[Opening Excerpted records section]

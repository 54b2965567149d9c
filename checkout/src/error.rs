//! Error taxonomy for the claim coordinator
//!
//! Every variant except `Store` is an expected business outcome surfaced
//! directly to the caller; the engine never retries them. `AlreadySold` and
//! `AllUnavailable` are the normal result of benign races and are not faults.
//! `SettlementFailed` means a compensation ran after a won claim.

use inventory_core::ItemId;
use rust_decimal::Decimal;
use thiserror::Error;

/// Result type for coordinator operations
pub type Result<T> = std::result::Result<T, Error>;

/// Coordinator errors
#[derive(Error, Debug)]
pub enum Error {
    /// Item or buyer does not exist
    #[error("Not found: {0}")]
    NotFound(String),

    /// Item already claimed, either at pre-check or by losing the claim race
    #[error("Item already sold: {0}")]
    AlreadySold(ItemId),

    /// Every item in a batch was claimed by someone else before any claim won
    #[error("All requested items are unavailable")]
    AllUnavailable,

    /// Balance below the required amount
    #[error("Insufficient funds: need {needed}, have {available}")]
    InsufficientFunds {
        /// Amount the operation required
        needed: Decimal,
        /// Balance observed when the operation was rejected
        available: Decimal,
    },

    /// Empty or malformed request
    #[error("Invalid request: {0}")]
    InvalidRequest(String),

    /// Refund target is not currently sold
    #[error("Item not sold: {0}")]
    NotSold(ItemId),

    /// A won claim was compensated (released) after a downstream failure
    #[error("Settlement failed, claim released: {0}")]
    SettlementFailed(String),

    /// Store fault before any claim was won (no side effects)
    #[error("Store error: {0}")]
    Store(inventory_core::Error),

    /// Metrics registration failed during engine construction
    #[error("Metrics error: {0}")]
    Metrics(#[from] prometheus::Error),
}

impl From<inventory_core::Error> for Error {
    fn from(err: inventory_core::Error) -> Self {
        match err {
            inventory_core::Error::ItemNotFound(id) => Error::NotFound(format!("item {}", id)),
            inventory_core::Error::BuyerNotFound(id) => Error::NotFound(format!("buyer {}", id)),
            inventory_core::Error::InsufficientFunds { needed, available } => {
                Error::InsufficientFunds { needed, available }
            }
            other => Error::Store(other),
        }
    }
}

#[cfg(test)]
mod tests {
    use super::*;
    use rust_decimal_macros::dec;

    #[test]
    fn test_store_error_mapping() {
        let err: Error = inventory_core::Error::ItemNotFound("itm-1".into()).into();
        assert!(matches!(err, Error::NotFound(_)));

        let err: Error = inventory_core::Error::InsufficientFunds {
            needed: dec!(7.00),
            available: dec!(5.00),
        }
        .into();
        assert!(matches!(err, Error::InsufficientFunds { .. }));

        let err: Error = inventory_core::Error::Storage("disk".into()).into();
        assert!(matches!(err, Error::Store(_)));
    }

    #[test]
    fn test_stable_messages() {
        assert_eq!(
            Error::AlreadySold(ItemId::new("itm-1")).to_string(),
            "Item already sold: itm-1"
        );
        assert_eq!(
            Error::AllUnavailable.to_string(),
            "All requested items are unavailable"
        );
        assert_eq!(
            Error::NotSold(ItemId::new("itm-1")).to_string(),
            "Item not sold: itm-1"
        );
    }
}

[Closing Excerpted records section]

▶ **Your assignment**: Word for word, transcribe all of the entries shown above.

▶ **Completed exercise**:
repository 54b2965567149d9c
filename checkout/src/error.rs
//! Error taxonomy for the claim coordinator
//!
//! Every variant except `Store` is an expected business outcome surfaced
//! directly to the caller; the engine never retries them. `AlreadySold` and
//! `AllUnavailable` are the normal result of benign races and are not faults.
//! `SettlementFailed` means a compensation ran after a won claim.

use inventory_core::ItemId;
use rust_decimal::Decimal;
use thiserror::Error;

/// Result type for coordinator operations
pub type Result<T> = std::result::Result<T, Error>;

/// Coordinator errors
#[derive(Error, Debug)]
pub enum Error {
    /// Item or buyer does not exist
    #[error("Not found: {0}")]
    NotFound(String),

    /// Item already claimed, either at pre-check or by losing the claim race
    #[error("Item already sold: {0}")]
    AlreadySold(ItemId),

    /// Every item in a batch was claimed by someone else before any claim won
    #[error("All requested items are unavailable")]
    AllUnavailable,

    /// Balance below the required amount
    #[error("Insufficient funds: need {needed}, have {available}")]
    InsufficientFunds {
        /// Amount the operation required
        needed: Decimal,
        /// Balance observed when the operation was rejected
        available: Decimal,
    },

    /// Empty or malformed request
    #[error("Invalid request: {0}")]
    InvalidRequest(String),

    /// Refund target is not currently sold
    #[error("Item not sold: {0}")]
    NotSold(ItemId),

    /// A won claim was compensated (released) after a downstream failure
    #[error("Settlement failed, claim released: {0}")]
    SettlementFailed(String),

    /// Store fault before any claim was won (no side effects)
    #[error("Store error: {0}")]
    Store(inventory_core::Error),

    /// Metrics registration failed during engine construction
    #[error("Metrics error: {0}")]
    Metrics(#[from] prometheus::Error),
}

impl From<inventory_core::Error> for Error {
    fn from(err: inventory_core::Error) -> Self {
        match err {
            inventory_core::Error::ItemNotFound(id) => Error::NotFound(format!("item {}", id)),
            inventory_core::Error::BuyerNotFound(id) => Error::NotFound(format!("buyer {}", id)),
            inventory_core::Error::InsufficientFunds { needed, available } => {
                Error::InsufficientFunds { needed, available }
            }
            other => Error::Store(other),
        }
    }
}

#[cfg(test)]
mod tests {
    use super::*;
    use rust_decimal_macros::dec;

    #[test]
    fn test_store_error_mapping() {
        let err: Error = inventory_core::Error::ItemNotFound("itm-1".into()).into();
        assert!(matches!(err, Error::NotFound(_)));

        let err: Error = inventory_core::Error::InsufficientFunds {
            needed: dec!(7.00),
            available: dec!(5.00),
        }
        .into();
        assert!(matches!(err, Error::InsufficientFunds { .. }));

        let err: Error = inventory_core::Error::Storage("disk".into()).into();
        assert!(matches!(err, Error::Store(_)));
    }

    #[test]
    fn test_stable_messages() {
        assert_eq!(
            Error::AlreadySold(ItemId::new("itm-1")).to_string(),
            "Item already sold: itm-1"
        );
        assert_eq!(
            Error::AllUnavailable.to_string(),
            "All requested items are unavailable"
        );
        assert_eq!(
            Error::NotSold(ItemId::new("itm-1")).to_string(),
            "Item not sold: itm-1"
        );
    }
}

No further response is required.